Saved entries:
/// Engine link over a SOCKS5 UDP association.
pub struct SocksEngineLink {
    // The association ends when this stream closes
    _control: TcpStream,
    socket: UdpSocket,
    /// Remote endpoint -> local endpoint that last sent to it
    flows: Mutex<HashMap<SocketAddr, SocketAddr>>,
}

impl SocksEngineLink {
    fn remember(&self, datagram: &UdpDatagram) {
        let mut flows = lock(&self.flows);
        if flows.len() >= MAX_FLOWS && !flows.contains_key(&datagram.destination) {
            flows.clear();
        }
        flows.insert(datagram.destination, datagram.source);
    }

    fn unwrap_reply(&self, buf: &[u8]) -> Option<Packet> {
        let (remote, payload) = match decapsulate(buf) {
            Ok(parts) => parts,
            Err(e) => {
                debug!("Dropping engine datagram: {}", e);
                return None;
            }
        };
        let Some(local) = lock(&self.flows).get(&remote).copied() else {
            debug!("Dropping reply from {} with no local flow", remote);
            return None;
        };

        let datagram = UdpDatagram {
            source: remote,
            destination: local,
            payload: payload.to_vec(),
        };
        match datagram.to_packet() {
            Ok(packet) => Some(packet),
            Err(e) => {
                debug!("Dropping reply from {}: {}", remote, e);
                None
            }
        }
    }
}

#[async_trait]
impl EngineLink for SocksEngineLink {
    async fn forward(&self, packets: &[Packet]) -> io::Result<()> {
        let mut skipped = 0usize;
        for packet in packets {
            let Some(datagram) = UdpDatagram::parse(packet) else {
                skipped += 1;
                continue;
            };
            self.remember(&datagram);
            self.socket
                .send(&encapsulate(datagram.destination, &datagram.payload))
                .await?;
        }
        if skipped > 0 {
            trace!("Skipped {} non-UDP packets", skipped);
        }
        Ok(())
    }

    async fn receive(&self) -> io::Result<Vec<Packet>> {
        let mut buf = vec![0u8; MAX_DATAGRAM];
        let n = match tokio::time::timeout(RECEIVE_WINDOW, self.socket.recv(&mut buf)).await {
            Ok(result) => result?,
            Err(_) => return Ok(Vec::new()),
        };

        let mut packets: Vec<Packet> = self.unwrap_reply(&buf[..n]).into_iter().collect();
        while packets.len() < MAX_BATCH {
            match self.socket.try_recv(&mut buf) {
                Ok(n) => packets.extend(self.unwrap_reply(&buf[..n])),
                Err(_) => break,
            }
        }
        Ok(packets)
    }
}

/// Opens a [`SocksEngineLink`] to the relay inbound.
#[derive(Debug, Clone, Default)]
pub struct SocksConnector;

#[async_trait]
impl EngineConnector for SocksConnector {
    async fn connect(&self, inbound: &Inbound) -> io::Result<Arc<dyn EngineLink>> {
        check_inbound(inbound)?;
        let target: SocketAddr = inbound
            .address()
            .parse()
            .map_err(|e| io::Error::new(io::ErrorKind::InvalidInput, format!("{}", e)))?;

        let (control, relay) = tokio::time::timeout(HANDSHAKE_TIMEOUT, associate(target))
            .await
            .map_err(|_| io::Error::new(io::ErrorKind::TimedOut, "SOCKS handshake timed out"))??;
        let relay = if relay.ip().is_unspecified() {
            SocketAddr::new(target.ip(), relay.port())
        } else {
            relay
        };

        let local = match relay {
            SocketAddr::V4(_) => SocketAddr::new(IpAddr::V4(Ipv4Addr::LOCALHOST), 0),
            SocketAddr::V6(_) => SocketAddr::new(IpAddr::V6(Ipv6Addr::LOCALHOST), 0),
        };
        let socket = UdpSocket::bind(local).await?;
        socket.connect(relay).await?;
        debug!("Engine link {} -> {} (associated via {})", socket.local_addr()?, relay, target);

        Ok(Arc::new(SocksEngineLink {
            _control: control,
            socket,
            flows: Mutex::new(HashMap::new()),
        }))
    }
}

#[cfg(test)]
mod tests {
    use super::*;
    use crate::descriptor::{ProtocolSettings, ServerDescriptor};
    use crate::translator::Translator;
    use tokio::net::TcpListener;

    fn addr(s: &str) -> SocketAddr {
        s.parse().unwrap()
    }

    fn dns_query() -> UdpDatagram {
        UdpDatagram {
            source: addr("198.18.0.1:5353"),
            destination: addr("1.1.1.1:53"),
            payload: b"query".to_vec(),
        }
    }

    #[test]
    fn test_ipv4_header_checksum() {
        // Well-known sample header, checksum 0xb861
        let header = [
            0x45, 0x00, 0x00, 0x73, 0x00, 0x00, 0x40, 0x00, 0x40, 0x11, 0x00, 0x00, 0xc0, 0xa8,
            0x00, 0x01, 0xc0, 0xa8, 0x00, 0xc7,
        ];
        assert_eq!(checksum(&[&header[..]]), 0xb861);
    }

    #[test]
    fn test_built_packets_parse_back() {
        let v4 = dns_query();
        let packet = v4.to_packet().unwrap();
        assert_eq!(packet.family, ProtocolFamily::V4);
        assert_eq!(checksum(&[&packet.data[..IPV4_HEADER_LEN]]), 0);
        let udp_len = ((UDP_HEADER_LEN + 5) as u16).to_be_bytes();
        let pseudo = [198, 18, 0, 1, 1, 1, 1, 1, 0, IP_PROTO_UDP, udp_len[0], udp_len[1]];
        assert_eq!(checksum(&[&pseudo[..], &packet.data[IPV4_HEADER_LEN..]]), 0);
        assert_eq!(UdpDatagram::parse(&packet), Some(v4));

        let v6 = UdpDatagram {
            source: addr("[fd00::2]:40000"),
            destination: addr("[2606:4700::1111]:443"),
            payload: vec![7; 300],
        };
        let packet = v6.to_packet().unwrap();
        assert_eq!(packet.family, ProtocolFamily::V6);
        assert_eq!(packet.len(), IPV6_HEADER_LEN + UDP_HEADER_LEN + 300);
        assert_eq!(UdpDatagram::parse(&packet), Some(v6));
    }

    #[test]
    fn test_non_udp_and_fragments_skipped() {
        let mut tcp = dns_query().to_packet().unwrap();
        tcp.data[9] = 6;
        assert_eq!(UdpDatagram::parse(&tcp), None);

        let mut fragment = dns_query().to_packet().unwrap();
        fragment.data[6] = 0x20;
        assert_eq!(UdpDatagram::parse(&fragment), None);

        let truncated = Packet::new(ProtocolFamily::V4, vec![0x45; 12]);
        assert_eq!(UdpDatagram::parse(&truncated), None);

        let mixed = UdpDatagram {
            source: addr("10.0.0.1:1"),
            destination: addr("[::1]:2"),
            payload: Vec::new(),
        };
        assert!(mixed.to_packet().is_err());
    }

    #[test]
    fn test_socks_header() {
        let wrapped = encapsulate(addr("1.1.1.1:53"), b"hi");
        assert_eq!(&wrapped[..10], &[0, 0, 0, ATYP_IPV4, 1, 1, 1, 1, 0, 53]);
        assert_eq!(decapsulate(&wrapped).unwrap(), (addr("1.1.1.1:53"), &b"hi"[..]));

        let mut fragmented = wrapped.clone();
        fragmented[2] = 1;
        assert!(decapsulate(&fragmented).is_err());
        assert!(decapsulate(&[0, 0, 0, ATYP_DOMAIN, 3, b'a', b'b', b'c', 0, 53]).is_err());
        assert!(decapsulate(&[0, 0, 0, ATYP_IPV6, 1]).is_err());
    }

    #[test]
    fn test_generated_inbound_matches_link() {
        let descriptor = ServerDescriptor::new("s", "s.example.com", 443, ProtocolSettings::trojan("pw"));
        let config = Translator::default()
            .translate(&descriptor)
            .unwrap()
            .into_engine()
            .unwrap();
        let inbound = config.relay_inbound().unwrap();
        assert_eq!(inbound.protocol, INBOUND_PROTOCOL);
        check_inbound(inbound).unwrap();

        let mut other = inbound.clone();
        other.protocol = "dokodemo-door".to_string();
        assert!(check_inbound(&other).is_err());

        let mut no_udp = inbound.clone();
        no_udp.settings = json!({ "auth": "noauth", "udp": false });
        assert!(check_inbound(&no_udp).is_err());
    }

    /// SOCKS5 server granting one association whose relay echoes every datagram.
    async fn run_engine_inbound() -> SocketAddr {
        let listener = TcpListener::bind("127.0.0.1:0").await.unwrap();
        let target = listener.local_addr().unwrap();
        let relay = UdpSocket::bind("127.0.0.1:0").await.unwrap();
        let relay_port = relay.local_addr().unwrap().port();

        tokio::spawn(async move {
            let (mut control, _) = listener.accept().await.unwrap();
            let mut greeting = [0u8; 3];
            control.read_exact(&mut greeting).await.unwrap();
            control.write_all(&[SOCKS5_VERSION, AUTH_METHOD_NONE]).await.unwrap();

            let mut request = [0u8; 10];
            control.read_exact(&mut request).await.unwrap();
            assert_eq!(request[1], CMD_UDP_ASSOCIATE);

            // Unspecified bind address: the client falls back to the TCP peer
            let mut reply = vec![SOCKS5_VERSION, REPLY_SUCCEEDED, 0, ATYP_IPV4, 0, 0, 0, 0];
            reply.extend_from_slice(&relay_port.to_be_bytes());
            control.write_all(&reply).await.unwrap();

            let mut buf = vec![0u8; MAX_DATAGRAM];
            while let Ok((n, from)) = relay.recv_from(&mut buf).await {
                let _ = relay.send_to(&buf[..n], from).await;
            }
        });
        target
    }

    #[tokio::test]
    async fn test_link_round_trip_through_association() {
        let target = run_engine_inbound().await;
        let inbound = Inbound {
            tag: "relay-in".into(),
            protocol: INBOUND_PROTOCOL.into(),
            listen: target.ip().to_string(),
            port: target.port(),
            settings: inbound_settings("127.0.0.1"),
            sniffing: None,
        };
        let link = SocksConnector.connect(&inbound).await.unwrap();

        let query = dns_query();
        let mut tcp = query.to_packet().unwrap();
        tcp.data[9] = 6;
        link.forward(&[tcp, query.to_packet().unwrap()]).await.unwrap();

        let mut received = Vec::new();
        for _ in 0..50 {
            received.extend(link.receive().await.unwrap());
            if !received.is_empty() {
                break;
            }
        }

        assert_eq!(received.len(), 1);
        let reply = UdpDatagram::parse(&received[0]).unwrap();
        assert_eq!(reply.source, query.destination);
        assert_eq!(reply.destination, query.source);
        assert_eq!(reply.payload, b"query");
    }

    #[tokio::test]
    async fn test_connector_refuses_foreign_inbound() {
        let inbound = Inbound {
            tag: "relay-in".into(),
            protocol: "dokodemo-door".into(),
            listen: "127.0.0.1".into(),
            port: 1,
            settings: json!({}),
            sniffing: None,
        };
        let err = SocksConnector.connect(&inbound).await.err().unwrap();
        assert_eq!(err.kind(), io::ErrorKind::InvalidInput);
    }
}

EXERCISE AIM –
Retype exactly the lines above, from the one with "assert_eq!(checksum(&[&packet.data[..IPV4_HEADER_LEN]]), 0);" through the one with "IP_PROTO_UDP, udp_len[0], udp_len[1]];", inclusive.

EXERCISE OUTPUT –
        assert_eq!(checksum(&[&packet.data[..IPV4_HEADER_LEN]]), 0);
        let udp_len = ((UDP_HEADER_LEN + 5) as u16).to_be_bytes();
        let pseudo = [198, 18, 0, 1, 1, 1, 1, 1, 0, IP_PROTO_UDP, udp_len[0], udp_len[1]];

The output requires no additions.